Il guado, antica pianta tintoriale di Urbino, ritorna alla ribalta grazie a Alessandra Ubaldi. Il suo e-commerce "Guado Urbino" propone tessuti tinti con l'azzurro dell'isatis tinctoria, creando una nuova filiera e valorizzando la storia millenaria del territorio.

Una pianta che valeva oro e da un giorno all’altro più niente. L’arrivo dell’indaco nel Seicento cambiò l’economia del Ducato

Di vegetali semi scomparsi e oggi rivalutati dalla gastronomia è pieno il piatto, è il caso di dirlo. Ma non si può affermare altrettanto riguardo i vegetali usati per tingere. Nel campo tessile, fibre e coloranti naturali sono ormai da decenni le alternative più ricercate, costose e minoritarie rispetto a materiali e colori sintetici. In tutto ciò, Urbino e il nostro entroterra potrebbero sparigliare le carte: e il merito è del guado. La sua storia è lunga e semplice allo stesso tempo. L’isatis tinctoria, nome scientifico, è una piccola pianta della famiglia delle brassicacee che fiorisce un anno sì e uno no; è diffusa in Asia e Europa da millenni e le sue foglie si usavano, dopo un certo processo, per tingere i tessuti di un bell’azzurro, non troppo scuro.

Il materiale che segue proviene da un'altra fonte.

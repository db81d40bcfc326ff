//! Scripted pipeline backend for exercising the stream loop without GStreamer.
#![allow(dead_code)]

use std::collections::VecDeque;
use std::sync::atomic::{AtomicUsize, Ordering};
use std::sync::{Arc, Mutex};
use std::time::{Duration, Instant};

use gstframe_common::error::{FrameSourceError, FrameSourceResult};
use gstframe_source::{
    FrameLease, FramePipeline, NativeFrame, PipelineBackend, PipelineDescription, StopHandle,
};
use image::codecs::jpeg::JpegEncoder;
use image::ExtendedColorType;

/// What the fake pipeline does on one `grab_frame` call.
pub enum Step {
    Frame(Vec<u8>),
    /// Pull timed out with nothing to deliver.
    Idle,
    /// Native pull failure.
    Fail(&'static str),
    /// Request a stop (as another thread would) and then time out.
    Cancel(StopHandle),
}

#[derive(Debug, Default)]
pub struct Counters {
    pub creates: AtomicUsize,
    pub starts: AtomicUsize,
    pub stops: AtomicUsize,
    pub grabs: AtomicUsize,
    pub leases: AtomicUsize,
    pub releases: AtomicUsize,
}

pub fn count(counter: &AtomicUsize) -> usize {
    counter.load(Ordering::SeqCst)
}

#[derive(Clone, Default)]
pub struct FakeBackend {
    pub script: Arc<Mutex<VecDeque<Step>>>,
    pub counters: Arc<Counters>,
    pub fail_create: bool,
    pub fail_start: bool,
    pub started_at: Arc<Mutex<Option<Instant>>>,
    pub first_grab_at: Arc<Mutex<Option<Instant>>>,
}

impl FakeBackend {
    pub fn new() -> Self {
        Self::default()
    }

    pub fn push(&self, step: Step) {
        self.script.lock().unwrap().push_back(step);
    }

    pub fn push_frames(&self, frames: impl IntoIterator<Item = Vec<u8>>) {
        for frame in frames {
            self.push(Step::Frame(frame));
        }
    }
}

impl PipelineBackend for FakeBackend {
    fn create(
        &self,
        description: &PipelineDescription,
    ) -> FrameSourceResult<Box<dyn FramePipeline>> {
        self.counters.creates.fetch_add(1, Ordering::SeqCst);
        if self.fail_create {
            return Err(FrameSourceError::construction(
                "no element \"nosuchsrc\"",
                description.as_str(),
            ));
        }
        Ok(Box::new(FakePipeline {
            backend: self.clone(),
            description: description.to_string(),
        }))
    }

    fn name(&self) -> &str {
        "fake"
    }
}

struct FakePipeline {
    backend: FakeBackend,
    description: String,
}

impl FramePipeline for FakePipeline {
    fn start(&mut self) -> FrameSourceResult<()> {
        self.backend.counters.starts.fetch_add(1, Ordering::SeqCst);
        *self.backend.started_at.lock().unwrap() = Some(Instant::now());
        if self.backend.fail_start {
            return Err(FrameSourceError::construction(
                "state change failed",
                &self.description,
            ));
        }
        Ok(())
    }

    fn grab_frame(&mut self, timeout: Duration) -> FrameSourceResult<Option<FrameLease>> {
        let counters = &self.backend.counters;
        counters.grabs.fetch_add(1, Ordering::SeqCst);
        self.backend
            .first_grab_at
            .lock()
            .unwrap()
            .get_or_insert_with(Instant::now);

        let step = self.backend.script.lock().unwrap().pop_front();
        match step {
            Some(Step::Frame(bytes)) => {
                counters.leases.fetch_add(1, Ordering::SeqCst);
                Ok(Some(FrameLease::new(FakeFrame {
                    bytes,
                    counters: counters.clone(),
                })))
            }
            Some(Step::Fail(message)) => Err(FrameSourceError::acquisition(message)),
            Some(Step::Cancel(stop)) => {
                stop.request();
                Ok(None)
            }
            Some(Step::Idle) | None => {
                std::thread::sleep(timeout.min(Duration::from_millis(5)));
                Ok(None)
            }
        }
    }

    fn stop(&mut self) -> FrameSourceResult<()> {
        self.backend.counters.stops.fetch_add(1, Ordering::SeqCst);
        Ok(())
    }
}

struct FakeFrame {
    bytes: Vec<u8>,
    counters: Arc<Counters>,
}

impl NativeFrame for FakeFrame {
    fn data(&self) -> &[u8] {
        &self.bytes
    }

    fn release(self: Box<Self>) {
        self.counters.releases.fetch_add(1, Ordering::SeqCst);
    }
}

pub fn jpeg(width: u32, height: u32) -> Vec<u8> {
    let pixels = vec![200u8; (width * height * 3) as usize];
    let mut out = Vec::new();
    JpegEncoder::new(&mut out)
        .encode(&pixels, width, height, ExtendedColorType::Rgb8)
        .unwrap();
    out
}
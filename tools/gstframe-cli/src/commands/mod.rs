pub mod check;
pub mod nvcamera;
pub mod stream;
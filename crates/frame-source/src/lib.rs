//! gstframe Frame Source
//!
//! Drives a GStreamer pipeline that ends in an `appsink` and turns every
//! buffer it produces into a [`FrameRecord`] for a downstream
//! [`RecordWriter`].
//!
//! # Architecture
//!
//! ```text
//! ┌───────────────────────────────────────────────────────────┐
//! │                        FrameSource                        │
//! │                                                           │
//! │  PipelineDescription ──► PipelineHandle (start / stop)    │
//! │                               │                           │
//! │                               ▼ grab_frame                │
//! │                          FrameLease ── copy ──► Vec<u8>   │
//! │                               │ release         │         │
//! │                               ▼                 ▼         │
//! │                        native buffer   infer_geometry     │
//! │                                          (JPEG only)      │
//! │                                                 │         │
//! │                                                 ▼         │
//! │                                   FrameRecord ──► writer  │
//! └───────────────────────────────────────────────────────────┘
//! ```
//!
//! The pipeline capability ([`FramePipeline`]) is a trait so the loop can
//! run against fakes; [`gst_backend`] provides the GStreamer one.

pub mod decoder;
pub mod frame;
#[cfg(feature = "gst")]
pub mod gst_backend;
pub mod options;
pub mod pipeline;
pub mod record;
pub mod stream;
pub mod writer;

pub use frame::{FrameLease, NativeFrame};
#[cfg(feature = "gst")]
pub use gst_backend::{init, GstBackend};
pub use options::{NvCameraOptions, RawSourceOptions, SourceSpec};
pub use pipeline::{FramePipeline, PipelineBackend, PipelineDescription, PipelineHandle};
pub use record::{FormatDescriptor, FrameFormat, FrameGeometry, FrameRecord};
pub use stream::{
    FrameSource, SourceIdentity, StopHandle, StopReason, StreamConfig, StreamState, StreamStats,
};
pub use writer::{CollectingWriter, DirectoryWriter, RecordWriter};
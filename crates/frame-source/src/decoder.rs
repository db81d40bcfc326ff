//! Geometry recovery for JPEG frames.

use std::io::Cursor;

use gstframe_common::error::{FrameSourceError, FrameSourceResult};
use image::{ImageFormat, ImageReader};

use crate::record::FrameGeometry;

/// Read width and height from a JPEG header without decoding the pixels.
pub fn infer_geometry(image: &[u8]) -> FrameSourceResult<FrameGeometry> {
    let (width, height) = ImageReader::with_format(Cursor::new(image), ImageFormat::Jpeg)
        .into_dimensions()
        .map_err(|e| FrameSourceError::geometry(format!("frame is not a JPEG picture: {e}")))?;

    let geometry = FrameGeometry::new(width, height);
    if !geometry.is_known() {
        return Err(FrameSourceError::geometry(format!(
            "JPEG header reports an empty picture ({geometry})"
        )));
    }
    Ok(geometry)
}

Ebbene, la zona urbinate per secoli, dal medioevo fino al Seicento, fu l’epicentro della nostra penisola nella coltivazione e trasformazione di questa pianta per ottenerne il blu. Un commercio floridissimo e strettamente regolato dai Montefeltro, che avevano il controllo praticamente su quasi tutta l’area in cui si coltivava e ne permettevano il commercio solo a una ristretta cerchia di persone, iscritte all’Arte della Lana e del Guado.

Nel Seicento, il crollo: arriva l’indaco direttamente dall’Oriente, in panetti condensati pronti all’uso, che costano molto di meno e danno un blu di gran lunga più intenso. Per intenderci, il blu dei jeans. Le coltivazioni di guado scompaiono non solo nel Montefeltro, ma in tutta Europa (vi erano centri produttivi anche in Francia, Germania, ecc.) nel giro di pochi decenni. E la pianta, che non ha altri usi, viene dimenticata. Ma nonostante il passare dei secoli, siccome presenta caratteri infestanti, in realtà la pianta rimane. Nelle aree incolte, nei fossi, nei prati. E rimangono anche le pesanti macine in pietra, che vengono notate e censite per la prima volta alcuni decenni fa dal veterinario e storico Delio Bischi.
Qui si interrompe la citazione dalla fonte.